2 Bull Street Potton
2 Bull Street August 2013
Bull Street has a number of notable old properties. The south side was greatly affected by a fire in the town in 1878 and lost a number of buildings, the north side escaping from the effects completely.
The Rating and Valuation Act 1925 specified that every building and piece of land in the country was to be assessed to determine its rateable value. The valuer visiting the property [DV1/C11/114] found that it was owned by Frederick Charles Victor Reynolds and leased by Victor Reynolds, no rent being stated. Reynolds was a butcher and his shop measured 11 feet 9 inches by 15 feet; a partitioned off and glazed office measured just 3 feet 6 inches by 4 feet.

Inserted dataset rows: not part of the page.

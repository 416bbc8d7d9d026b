//! Environment abstraction for deterministic testing.
//!
//! Endpoint state machines never read the clock or the OS entropy pool on
//! their own. Time is passed in as a parameter and randomness (ephemeral
//! keys, salts, challenge nonces, AEAD nonces) comes from an [`Environment`],
//! so a seeded environment replays a whole fleet run byte for byte.
//!
//! Two implementations exist:
//!
//! 1. [`SystemEnv`] (here): real clock, OS entropy
//! 2. `SimEnv` (nms-harness): turmoil virtual time, seeded ChaCha20
//!
//! # Invariants
//!
//! - Monotonicity: `env.now()` never goes backwards
//! - Determinism: given the same seed, `random_bytes()` yields the same
//!   sequence
//! - Isolation: implementations share no global state

use std::time::Duration;

use rand::{RngCore, rngs::OsRng};

/// Abstract environment providing time, randomness, and async sleeping.
///
/// # Safety
///
/// Implementations MUST guarantee:
///
/// 1. Time monotonicity: `now()` never goes backwards
/// 2. RNG quality: `random_bytes()` draws from a cryptographically secure
///    source outside simulation, since it seeds key material
pub trait Environment: Clone + Send + Sync + 'static {
    /// Point in time; comparable and subtractable for timeout logic.
    type Instant: Copy + Ord + Send + Sync + std::ops::Sub<Output = Duration>;

    /// Returns the current time.
    fn now(&self) -> Self::Instant;

    /// Sleeps for the specified duration.
    ///
    /// Only drivers sleep. State machines report deadlines through `tick`
    /// instead.
    fn sleep(&self, duration: Duration) -> impl std::future::Future<Output = ()> + Send;

    /// Fills the provided buffer with random bytes.
    fn random_bytes(&self, buffer: &mut [u8]);

    /// Generates a random `u64`.
    fn random_u64(&self) -> u64 {
        let mut bytes = [0u8; 8];
        self.random_bytes(&mut bytes);
        u64::from_be_bytes(bytes)
    }

    /// Generates a random fixed-size array.
    fn random_array<const N: usize>(&self) -> [u8; N] {
        let mut bytes = [0u8; N];
        self.random_bytes(&mut bytes);
        bytes
    }
}

/// Production environment: system clock, tokio sleep and OS entropy.
#[derive(Debug, Clone, Copy, Default)]
pub struct SystemEnv;

impl Environment for SystemEnv {
    type Instant = std::time::Instant;

    fn now(&self) -> Self::Instant {
        std::time::Instant::now()
    }

    async fn sleep(&self, duration: Duration) {
        tokio::time::sleep(duration).await;
    }

    fn random_bytes(&self, buffer: &mut [u8]) {
        OsRng.fill_bytes(buffer);
    }
}
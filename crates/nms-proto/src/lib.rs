//! # Fleet Protocol: Wire Format
//!
//! Binary framing for the monitoring fleet protocol spoken between agents and
//! the collector.
//!
//! ## Families
//!
//! Three datagram families share one layout convention and never interchange
//! on the wire:
//!
//! - [`NetflowDatagram`] (`"NFLW"`): peer key exchange and sealed messages.
//! - [`NetTaskDatagram`] (`"NTSK"`): agent registration, task delivery and
//!   metric exchange over UDP, with per-direction sequence numbers.
//! - [`AlertDatagram`] (`"ALRT"`): unencrypted alerts over a TCP stream.
//!
//! ## Implementation Notes
//!
//! - **Big-endian, typed widths**: every integer is written at its declared
//!   width by [`ByteWriter`] and read back by [`ByteReader`]. Variable-length
//!   fields are always `(u32 length, raw bytes)`.
//!
//! - **Two-phase decode**: [`Datagram::decode`] verifies the 4-byte signature
//!   before any other read and rejects foreign families immediately.
//!
//! - **Hard failures**: a version mismatch, unknown type tag or inconsistent
//!   `payloadSize` aborts decoding with a [`ProtocolError`]. Nothing here logs.
//!
//! - **Opaque ciphertext**: sealed payloads are carried as
//!   [`SealedPayload`]; plaintext and keys never reach this crate.
#![forbid(unsafe_code)]
#![warn(missing_docs)]

pub mod alertflow;
pub mod codec;
pub mod errors;
pub mod framing;
pub mod handshake;
pub mod netflow;
pub mod nettask;
pub mod payloads;
pub mod sealed;

pub use alertflow::{AlertDatagram, AlertFrameBuffer, AlertKind};
pub use codec::{ByteReader, ByteWriter};
pub use errors::{ProtocolError, Result};
pub use framing::{Datagram, Signature, VERSION, verify_signature};
pub use handshake::{ChallengeResponse, KeyChallenge, KeyOffer};
pub use netflow::{NetflowDatagram, NetflowKind};
pub use nettask::{NetTaskBody, NetTaskDatagram, NetTaskHeader, NetTaskKind};
pub use payloads::MetricKind;
pub use sealed::SealedPayload;
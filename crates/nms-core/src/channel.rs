//! NetTask sequencing plus payload sealing under a session.
//!
//! [`NetTaskLink`] numbers every NetTask datagram in both directions,
//! handshake datagrams included, so it exists before any session does. The
//! sealing helpers take a [`Session`] by reference, which keeps "no sealed
//! datagram without a session" a compile-time fact.
//!
//! A sealed NetTask body authenticates the whole cleartext header, sequence
//! and acknowledgement included. Receivers [`classify`](NetTaskLink::classify)
//! a header, open the body, and only then [`commit`](NetTaskLink::commit)
//! the header to the link.

use nms_proto::{
    NetTaskBody, NetTaskDatagram, NetTaskHeader, NetTaskKind, NetflowDatagram, SealedPayload,
    VERSION,
    netflow::NETFLOW_SIGNATURE,
    nettask::NETTASK_SIGNATURE,
    payloads::{decode_cbor, encode_cbor},
};
use serde::{Serialize, de::DeserializeOwned};

use crate::{
    env::Environment,
    error::{LinkError, Result, SequenceError},
    sequence::{Delivery, ReceiveWindow, SendSequence},
    session::{Session, associated_data},
};

/// Length of the NetTask associated data
pub const NETTASK_AAD_LEN: usize = 20;

/// `signature ‖ version ‖ sequence ‖ acknowledgement ‖ type tag`, big-endian,
/// as laid out on the wire.
#[must_use]
pub fn nettask_associated_data(
    header: &NetTaskHeader,
    kind: NetTaskKind,
) -> [u8; NETTASK_AAD_LEN] {
    let mut aad = [0u8; NETTASK_AAD_LEN];
    aad[..4].copy_from_slice(&NETTASK_SIGNATURE);
    aad[4..8].copy_from_slice(&VERSION.to_be_bytes());
    aad[8..12].copy_from_slice(&header.sequence.to_be_bytes());
    aad[12..16].copy_from_slice(&header.acknowledgement.to_be_bytes());
    aad[16..].copy_from_slice(&kind.to_u32().to_be_bytes());
    aad
}

/// Both sequence directions of one NetTask peer.
#[derive(Debug, Clone, Default)]
pub struct NetTaskLink {
    send: SendSequence,
    receive: ReceiveWindow,
}

impl NetTaskLink {
    /// Fresh link; nothing sent or received
    #[must_use]
    pub fn new() -> Self {
        Self::default()
    }

    fn next_header(&mut self) -> std::result::Result<NetTaskHeader, SequenceError> {
        Ok(NetTaskHeader { sequence: self.send.next()?, acknowledgement: self.receive.highest() })
    }

    /// Stamp a handshake `body` with the next sequence number and the
    /// current acknowledgement.
    ///
    /// # Errors
    ///
    /// Returns [`SequenceError::Exhausted`] once the sequence space is used
    /// up.
    pub fn outbound(
        &mut self,
        body: NetTaskBody,
    ) -> std::result::Result<NetTaskDatagram, SequenceError> {
        Ok(NetTaskDatagram::new(self.next_header()?, body))
    }

    /// CBOR-encode `payload` and seal it as a `kind` datagram under the next
    /// header.
    ///
    /// # Errors
    ///
    /// - [`LinkError::InvalidPayload`] for a handshake kind
    /// - [`LinkError::Protocol`] if CBOR encoding fails
    /// - [`LinkError::Sequence`] once the sequence space is used up
    /// - [`LinkError::Crypto`] if sealing fails
    pub fn outbound_sealed<E: Environment, T: Serialize>(
        &mut self,
        session: &Session,
        env: &E,
        kind: NetTaskKind,
        payload: &T,
    ) -> Result<NetTaskDatagram> {
        if !kind.is_sealed() {
            return Err(LinkError::InvalidPayload { expected: "sealed nettask kind" });
        }

        let plaintext = encode_cbor(payload)?;
        let header = self.next_header()?;
        let sealed = session.seal(env, &nettask_associated_data(&header, kind), &plaintext)?;
        let body = NetTaskBody::sealed(kind, sealed)
            .ok_or(LinkError::InvalidPayload { expected: "sealed nettask kind" })?;
        Ok(NetTaskDatagram::new(header, body))
    }

    /// Classify an inbound header without recording it. Only
    /// [`Delivery::Fresh`] datagrams should be processed further.
    #[must_use]
    pub fn classify(&self, header: &NetTaskHeader) -> Delivery {
        self.receive.classify(header.sequence)
    }

    /// Record an inbound header once its datagram has been accepted: the
    /// sequence number enters the window and the acknowledgement is folded
    /// into the send side. Headers that are not fresh are ignored.
    pub fn commit(&mut self, header: &NetTaskHeader) {
        if self.classify(header).is_fresh() {
            self.receive.commit(header.sequence);
            self.send.acknowledge(header.acknowledgement);
        }
    }

    /// Highest sequence number received from the peer
    #[must_use]
    pub fn acknowledgement(&self) -> u32 {
        self.receive.highest()
    }

    /// Last sequence number we sent
    #[must_use]
    pub fn last_sent(&self) -> u32 {
        self.send.last_sent()
    }

    /// Datagrams sent that the peer has not acknowledged
    #[must_use]
    pub fn unacked(&self) -> u32 {
        self.send.unacked()
    }
}

/// Open the sealed body of `datagram` against its header and CBOR-decode it
/// as `T`.
///
/// # Errors
///
/// - [`LinkError::Crypto`] if authentication fails, including for a header
///   rewritten in flight
/// - [`LinkError::InvalidPayload`] for a handshake body or a plaintext that
///   is not a `T`
pub fn open_body<T: DeserializeOwned>(
    session: &mut Session,
    datagram: &NetTaskDatagram,
    expected: &'static str,
) -> Result<T> {
    let body = &datagram.body;
    let sealed = body.sealed_payload().ok_or(LinkError::InvalidPayload { expected })?;
    let aad = nettask_associated_data(&datagram.header, body.kind());
    let plaintext = session.open(&aad, sealed)?;
    decode_cbor(&plaintext).map_err(|_| LinkError::InvalidPayload { expected })
}

/// Seal a free-form text message as a Netflow MESSAGE.
///
/// # Errors
///
/// Returns [`LinkError::Crypto`] if sealing fails.
pub fn seal_message<E: Environment>(
    session: &Session,
    env: &E,
    text: &str,
) -> Result<NetflowDatagram> {
    let aad = associated_data(NETFLOW_SIGNATURE, nms_proto::NetflowKind::Message.to_u32());
    let sealed = session.seal(env, &aad, text.as_bytes())?;
    Ok(NetflowDatagram::Message(sealed))
}

/// Open a Netflow MESSAGE payload as UTF-8 text.
///
/// # Errors
///
/// - [`LinkError::Crypto`] if authentication fails
/// - [`LinkError::InvalidPayload`] if the plaintext is not UTF-8
pub fn open_message(session: &mut Session, sealed: &SealedPayload) -> Result<String> {
    let aad = associated_data(NETFLOW_SIGNATURE, nms_proto::NetflowKind::Message.to_u32());
    let plaintext = session.open(&aad, sealed)?;
    String::from_utf8(plaintext).map_err(|_| LinkError::InvalidPayload { expected: "utf-8 text" })
}
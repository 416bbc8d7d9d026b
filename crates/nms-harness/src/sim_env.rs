//! Turmoil-backed environment with a seeded RNG.

use std::{
    sync::{Arc, Mutex},
    time::Duration,
};

use nms_core::env::Environment;
use rand::{RngCore, SeedableRng};
use rand_chacha::ChaCha20Rng;

/// Simulation environment: turmoil's virtual clock plus ChaCha20 randomness.
///
/// Every ephemeral key, salt, challenge nonce and AEAD nonce an endpoint
/// draws comes from here, so two runs with the same seed put the same bytes
/// on the simulated wire.
///
/// Clones share one RNG stream. Give each simulated host its own `SimEnv`
/// (for example `SimEnv::with_seed(base + host_index)`) when the order in
/// which hosts are polled should not matter.
///
/// # Panics
///
/// `sleep()` must run inside a turmoil host or a tokio runtime.
#[derive(Clone)]
pub struct SimEnv {
    // Turmoil runs hosts on one thread, the lock never contends
    rng: Arc<Mutex<ChaCha20Rng>>,
}

impl SimEnv {
    /// Environment seeded with 0
    pub fn new() -> Self {
        Self::with_seed(0)
    }

    /// Environment seeded with `seed`
    pub fn with_seed(seed: u64) -> Self {
        Self { rng: Arc::new(Mutex::new(ChaCha20Rng::seed_from_u64(seed))) }
    }
}

impl Default for SimEnv {
    fn default() -> Self {
        Self::new()
    }
}

impl std::fmt::Debug for SimEnv {
    fn fmt(&self, f: &mut std::fmt::Formatter<'_>) -> std::fmt::Result {
        f.debug_struct("SimEnv").finish_non_exhaustive()
    }
}

impl Environment for SimEnv {
    type Instant = std::time::Instant;

    fn now(&self) -> Self::Instant {
        tokio::time::Instant::now().into()
    }

    async fn sleep(&self, duration: Duration) {
        tokio::time::sleep(duration).await;
    }

    fn random_bytes(&self, dest: &mut [u8]) {
        self.rng
            .lock()
            .unwrap_or_else(std::sync::PoisonError::into_inner)
            .fill_bytes(dest);
    }
}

Also on the ground floor was a kitchen, used as a bedroom, and a living room measuring 9 feet by 14 feet. The first floor had a drawing room measuring 14 feet by 11 feet and bedrooms measuring, respectively, 19 feet 6 inches by 10 feet and 14 feet by 10 feet. Two cattle pens stood outside along with a slaughterhouse ("poor"), a cart hovel and a wood and slate loose box.
Directories for Bedfordshire were not published every year but every few years from the early to mid 19th century until 1940. Kelly's Directory for the county for 1924, 1928, 1931, 1936 and 1940 all list Frederick Charles Victor Reynolds (the owner rather than the tenant in 1927, unless the tenant had the same set of names and was distinguished from his father by simply being called Victor) as butcher in Bull Street. The directory for 1920 lists Frederick Reynolds. Directories of 1894, 1898, 1903, 1906, 1910 and 1914 all list Willie Millard Whittet as a butcher in Bull Street. He does not appear in the 1920 directory and so was probably Reynolds' predecessor at Number 2.